Extended Data Fig. 1: Measurement of arbitrary amplitude and phase responses by free-electron homodyne detection. | Nature Photonics

Extended Data Fig. 1: Measurement of arbitrary amplitude and phase responses by free-electron homodyne detection.

From: Attosecond electron microscopy by free-electron homodyne detection

Extended Data Fig. 1

Periodic excitations of an investigated sample resulting in modulations of the amplitude and/or phase of the probing electron wavefunction at harmonic frequencies ω, 2ω, 3ω, … of the exciting optical carrier frequency.
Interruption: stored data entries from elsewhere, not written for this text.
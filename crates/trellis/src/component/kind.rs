//! Closed set of component kinds and their wire tags.

use std::fmt;
use std::str::FromStr;

use crate::error::CodecError;

/// Every component kind understood by the codec and the mirror.
///
/// Adding a kind means adding a variant here; every `match` over `Kind`
/// in the crate is exhaustive so both codec directions have to handle it.
#[derive(Debug, Clone, Copy, PartialEq, Eq, Hash)]
pub enum Kind {
    Page,
    Section,
    Paragraph,
    Text,
    Panel,
    VerticalFlow,
    HorizontalFlow,
    Grid,
    TabbedFlow,
    Table,
    TablePicker,
    Form,
    ModalForm,
    Search,
    RefreshButton,
    NavLink,
    NavButton,
    /// Bare table body, sent back by paged table sources.
    TableData,
    /// One tab of a tabbed flow.
    Tab,
    List,
    DownloadButton,
    MonitorFieldSet,
    MonitorField,
    /// Page whose top level is a row of tabbed panels.
    TabbedPage,
    TabbedPanel,
}

/// What a component carries beyond attributes and children.
#[derive(Debug, Clone, Copy, PartialEq, Eq)]
pub enum BodyShape {
    Nothing,
    Table,
    Inputs,
    Parameters,
}

impl Kind {
    pub const ALL: [Kind; 25] = [
        Kind::Page,
        Kind::Section,
        Kind::Paragraph,
        Kind::Text,
        Kind::Panel,
        Kind::VerticalFlow,
        Kind::HorizontalFlow,
        Kind::Grid,
        Kind::TabbedFlow,
        Kind::Table,
        Kind::TablePicker,
        Kind::Form,
        Kind::ModalForm,
        Kind::Search,
        Kind::RefreshButton,
        Kind::NavLink,
        Kind::NavButton,
        Kind::TableData,
        Kind::Tab,
        Kind::List,
        Kind::DownloadButton,
        Kind::MonitorFieldSet,
        Kind::MonitorField,
        Kind::TabbedPage,
        Kind::TabbedPanel,
    ];

    #[must_use]
    pub const fn tag(self) -> &'static str {
        match self {
            Kind::Page => "page",
            Kind::Section => "section",
            Kind::Paragraph => "paragraph",
            Kind::Text => "text",
            Kind::Panel => "panel",
            Kind::VerticalFlow => "verticalFlow",
            Kind::HorizontalFlow => "horizontal_flow",
            Kind::Grid => "grid",
            Kind::TabbedFlow => "tabbedFlow",
            Kind::Table => "table",
            Kind::TablePicker => "tablepicker",
            Kind::Form => "form",
            Kind::ModalForm => "modalform",
            Kind::Search => "search_form",
            Kind::RefreshButton => "refreshButton",
            Kind::NavLink => "navlink",
            Kind::NavButton => "navbutton",
            Kind::TableData => "table-data",
            Kind::Tab => "tab",
            Kind::List => "list",
            Kind::DownloadButton => "download_button",
            Kind::MonitorFieldSet => "monitor_fieldset",
            Kind::MonitorField => "monitor-field-greenred",
            Kind::TabbedPage => "tabbed_page",
            Kind::TabbedPanel => "tabbed_panel",
        }
    }

    /// Kinds that own a source and can be replaced by a refresh.
    #[must_use]
    pub const fn is_refreshable(self) -> bool {
        matches!(
            self,
            Kind::Paragraph
                | Kind::Panel
                | Kind::Table
                | Kind::TablePicker
                | Kind::MonitorFieldSet
        )
    }

    /// Kinds that notify listeners when activated.
    #[must_use]
    pub const fn is_trigger(self) -> bool {
        matches!(
            self,
            Kind::TablePicker | Kind::Form | Kind::ModalForm | Kind::Search | Kind::RefreshButton
        )
    }

    #[must_use]
    pub const fn is_form(self) -> bool {
        matches!(self, Kind::Form | Kind::ModalForm)
    }

    /// Kinds a document root may be.
    #[must_use]
    pub const fn is_page(self) -> bool {
        matches!(self, Kind::Page | Kind::TabbedPage)
    }

    /// Wire key holding the children. Monitor field sets list theirs under
    /// `fields`.
    #[must_use]
    pub const fn children_key(self) -> &'static str {
        match self {
            Kind::MonitorFieldSet => "fields",
            _ => "content",
        }
    }

    #[must_use]
    pub const fn body_shape(self) -> BodyShape {
        match self {
            Kind::Table | Kind::TablePicker | Kind::TableData => BodyShape::Table,
            Kind::Form | Kind::ModalForm | Kind::Search => BodyShape::Inputs,
            Kind::Page | Kind::TabbedPage | Kind::RefreshButton | Kind::DownloadButton => {
                BodyShape::Parameters
            }
            Kind::Section
            | Kind::Paragraph
            | Kind::Text
            | Kind::Panel
            | Kind::VerticalFlow
            | Kind::HorizontalFlow
            | Kind::Grid
            | Kind::TabbedFlow
            | Kind::NavLink
            | Kind::NavButton
            | Kind::Tab
            | Kind::List
            | Kind::MonitorFieldSet
            | Kind::MonitorField
            | Kind::TabbedPanel => BodyShape::Nothing,
        }
    }
}

impl fmt::Display for Kind {
    fn fmt(&self, f: &mut fmt::Formatter<'_>) -> fmt::Result {
        f.write_str(self.tag())
    }
}

impl FromStr for Kind {
    type Err = CodecError;

    fn from_str(tag: &str) -> Result<Self, Self::Err> {
        Kind::ALL
            .into_iter()
            .find(|kind| kind.tag() == tag)
            .ok_or_else(|| CodecError::UnsupportedComponentType(tag.into()))
    }
}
These modulations can be probed by the analysis of spectrally symmetric (a-f) and antisymmetric (d-l) signal channels in FREHD. PINEM-type phase modulation leads to conjugate symmetric and amplitude modulation to symmetric kinetic energy sidebands in the Wigner function (first column). Reference interaction with a pure phase modulation (that is, convolution with a conjugate symmetric Wigner function; second column) yields either symmetric (b) or antisymmetric (h, k) spectrograms for non-dispersed electron wave packets. These spectrograms are evaluated using virtual homodyne detection of the spectral sidebands P−1 and P1, yielding a phase-dependent signal characteristic for the initial interaction type (third column). Simulation parameters: g = 0.2, a = 0.2, gref = 0.5, λ = 800 nm optical wavelength, E0 = 120 keV electron kinetic energy, t = 200 ps propagation time.